After conducting extensive research in the mining districts of Limburg, Belgium, Jacopo Zani has developed a novel approach to revitalizing declining regions, one where “sufficient is enough”. The newly devised toolbox facilitates a well-balanced decision-making process for determining which buildings should undergo redevelopment and which should be returned to nature.
Can you (briefly) explain your choice of subject?
During my bachelor’s degree in Architecture at the Polytechnic University of Milan, I became fascinated by the Belgian ‘nebulous cities’, the scattered urban settlements in the countryside.
Old mining towns interested me in particular. This has to do with the fact that many Italian guest workers worked in the Belgian mines. My grandfather also worked for a while in a mine in the French-speaking part of Belgium.
What strikes me about the mining town of Waterschei in Genk is the extremely beautiful surrounding landscape. I started reading more about Waterschei and came up with an idea for a research proposal.
What or who are your sources of inspiration and can you briefly explain this?
My project can serve as an example for many other former industrial cities. Think of Detroit, where shrinking suburbs are being demolished and swept away without regard to the opinions and positions of the residents. Or think of the impoverished, empty cities in northern France and Germany.
Also, I was very fascinated by the work of Landscape Artists such as Robert Smithson, working with the notion of Entropy.
State and (briefly) describe the key moment in your graduation project.
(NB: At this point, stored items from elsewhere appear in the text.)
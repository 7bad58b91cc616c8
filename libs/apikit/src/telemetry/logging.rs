//! Structured logger initialization
//!
//! The logger is a process-wide singleton configured from environment
//! variables on first use. Later calls return the already-installed
//! settings; re-configuration is unsupported.

use std::sync::OnceLock;

use serde::{Deserialize, Serialize};
use tracing_subscriber::layer::SubscriberExt;
use tracing_subscriber::util::SubscriberInitExt;
use tracing_subscriber::{EnvFilter, fmt};

/// Minimum log level when `RUST_LOG` is not set.
pub const LOG_LEVEL_ENV: &str = "APIKIT_LOG_LEVEL";
/// Switch between JSON and human-readable output.
pub const LOG_JSON_ENV: &str = "APIKIT_LOG_JSON";
/// Maximum length of a logged string field.
pub const LOG_MAX_LEN_ENV: &str = "APIKIT_LOG_MAX_LEN";

const DEFAULT_LEVEL: &str = "info";
const DEFAULT_MAX_FIELD_LEN: usize = 2048;

/// Output format of the process logger.
#[derive(Debug, Clone, Copy, PartialEq, Eq, Serialize, Deserialize)]
#[serde(rename_all = "lowercase")]
pub enum LogFormat {
    /// Human-readable single-line output.
    Pretty,
    /// One JSON object per event.
    Json,
}

/// Effective logger settings.
#[derive(Debug, Clone, PartialEq, Eq)]
pub struct LoggingConfig {
    pub level: String,
    pub format: LogFormat,
    /// Logged string fields longer than this are truncated. Truncation is
    /// a logging concern only and never alters payloads.
    pub max_field_len: usize,
}

impl Default for LoggingConfig {
    fn default() -> Self {
        Self {
            level: DEFAULT_LEVEL.to_owned(),
            format: LogFormat::Pretty,
            max_field_len: DEFAULT_MAX_FIELD_LEN,
        }
    }
}

impl LoggingConfig {
    /// Read settings from `APIKIT_LOG_LEVEL`, `APIKIT_LOG_JSON` and
    /// `APIKIT_LOG_MAX_LEN`, falling back to defaults.
    #[must_use]
    pub fn from_env() -> Self {
        let level = std::env::var(LOG_LEVEL_ENV).unwrap_or_else(|_| DEFAULT_LEVEL.to_owned());
        let format = std::env::var(LOG_JSON_ENV)
            .ok()
            .and_then(|v| parse_bool(&v))
            .map_or(LogFormat::Pretty, |json| {
                if json {
                    LogFormat::Json
                } else {
                    LogFormat::Pretty
                }
            });
        let max_field_len = std::env::var(LOG_MAX_LEN_ENV)
            .ok()
            .and_then(|v| v.parse().ok())
            .unwrap_or(DEFAULT_MAX_FIELD_LEN);
        Self {
            level,
            format,
            max_field_len,
        }
    }
}

/// Accepted spellings: yes/no, true/false, t/f, y/n, 1/0 (case-insensitive).
fn parse_bool(value: &str) -> Option<bool> {
    match value.to_ascii_lowercase().as_str() {
        "yes" | "true" | "t" | "y" | "1" => Some(true),
        "no" | "false" | "f" | "n" | "0" => Some(false),
        _ => None,
    }
}

static SETTINGS: OnceLock<LoggingConfig> = OnceLock::new();

/// Install the process logger from `config`.
///
/// The first call wins and installs the subscriber; later calls are no-ops
/// that return the settings of the first call.
pub fn init_logging(config: &LoggingConfig) -> &'static LoggingConfig {
    SETTINGS.get_or_init(|| {
        // RUST_LOG directives take precedence over the configured level.
        let filter = EnvFilter::try_from_default_env().unwrap_or_else(|_| {
            EnvFilter::try_new(&config.level).unwrap_or_else(|_| EnvFilter::new(DEFAULT_LEVEL))
        });

        let registry = tracing_subscriber::registry().with(filter);
        let installed = match config.format {
            LogFormat::Json => registry.with(fmt::layer().json()).try_init(),
            LogFormat::Pretty => registry.with(fmt::layer()).try_init(),
        };
        if let Err(e) = installed {
            // Another subscriber is already set (common under test
            // harnesses); keep it and only record the settings.
            tracing::warn!(error = %e, "logger already installed, keeping existing subscriber");
        }

        config.clone()
    })
}

/// Install the process logger from environment variables.
pub fn init_logging_from_env() -> &'static LoggingConfig {
    init_logging(&LoggingConfig::from_env())
}

/// Settings of the installed logger, if any.
#[must_use]
pub fn logging_settings() -> Option<&'static LoggingConfig> {
    SETTINGS.get()
}

/// Effective cap for logged string fields.
#[must_use]
pub fn max_field_len() -> usize {
    SETTINGS
        .get()
        .map_or(DEFAULT_MAX_FIELD_LEN, |c| c.max_field_len)
}
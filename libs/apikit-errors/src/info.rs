//! Response metadata associated with a registered error type

use http::StatusCode;
use serde::{Deserialize, Serialize};

/// Log severity for a handled error.
///
/// Serializes as lowercase (`"warning"`, `"error"`, ...) so it can appear
/// verbatim in configuration files.
#[derive(Debug, Clone, Copy, PartialEq, Eq, Serialize, Deserialize)]
#[serde(rename_all = "snake_case")]
pub enum Severity {
    Debug,
    Info,
    Warning,
    Error,
    Critical,
}

impl std::fmt::Display for Severity {
    fn fmt(&self, f: &mut std::fmt::Formatter<'_>) -> std::fmt::Result {
        let name = match self {
            Self::Debug => "debug",
            Self::Info => "info",
            Self::Warning => "warning",
            Self::Error => "error",
            Self::Critical => "critical",
        };
        f.write_str(name)
    }
}

/// Status/message/severity bundle for one registered error type.
///
/// Immutable once registered; the message is the client-facing template,
/// not the internal error text.
#[derive(Debug, Clone)]
#[must_use]
pub struct ErrorInfo {
    /// HTTP status returned to the client.
    pub status: StatusCode,
    /// Client-facing message.
    pub message: String,
    /// Severity the error is logged at.
    pub level: Severity,
}

impl ErrorInfo {
    pub fn new(status: StatusCode, message: impl Into<String>, level: Severity) -> Self {
        Self {
            status,
            message: message.into(),
            level,
        }
    }

    /// The generic fallback entry: 500, logged as an error.
    pub fn internal() -> Self {
        Self::new(
            StatusCode::INTERNAL_SERVER_ERROR,
            "internal server error",
            Severity::Error,
        )
    }
}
Certainly, the moment when I decided to extend my graduation time was central. I felt I needed more time since the topic required to ‘step out’ from many tropes and ways of thinking that shapes modern thinking.
Can you (briefly) explain what design(ing) means to you?
The more time passes, the more I try to impose on myself to design as less as possible.
To give the right answers through design, I think is fundamental to first become a good listener and observer.
What hope / do you want to achieve as a designer in the near and / or the distant future?
Unfortunately, the monumental building in which I had planned the social palace was largely demolished shortly after completing my project to make way for the construction of apartments. This means that another part of Waterschei’s shared history has been wiped out.
In any case, what my research has yielded is a methodology that architects and urban planners in cities with similar problems can apply broadly.
I am now developing a Phd, moving between histories and theories in Environmental and Social sciences that I want to apply in the writing of different histories of this, and similar places. I believe there is a lot of potential to re-think the ways we look at cities.
Project text
The project investigates the present and possible futures of a former mining-economy Company Town in the Belgian Limburg. Its conditions of decay and depopulation are accepted, and its latency is taken as a place from which to reconstruct its future.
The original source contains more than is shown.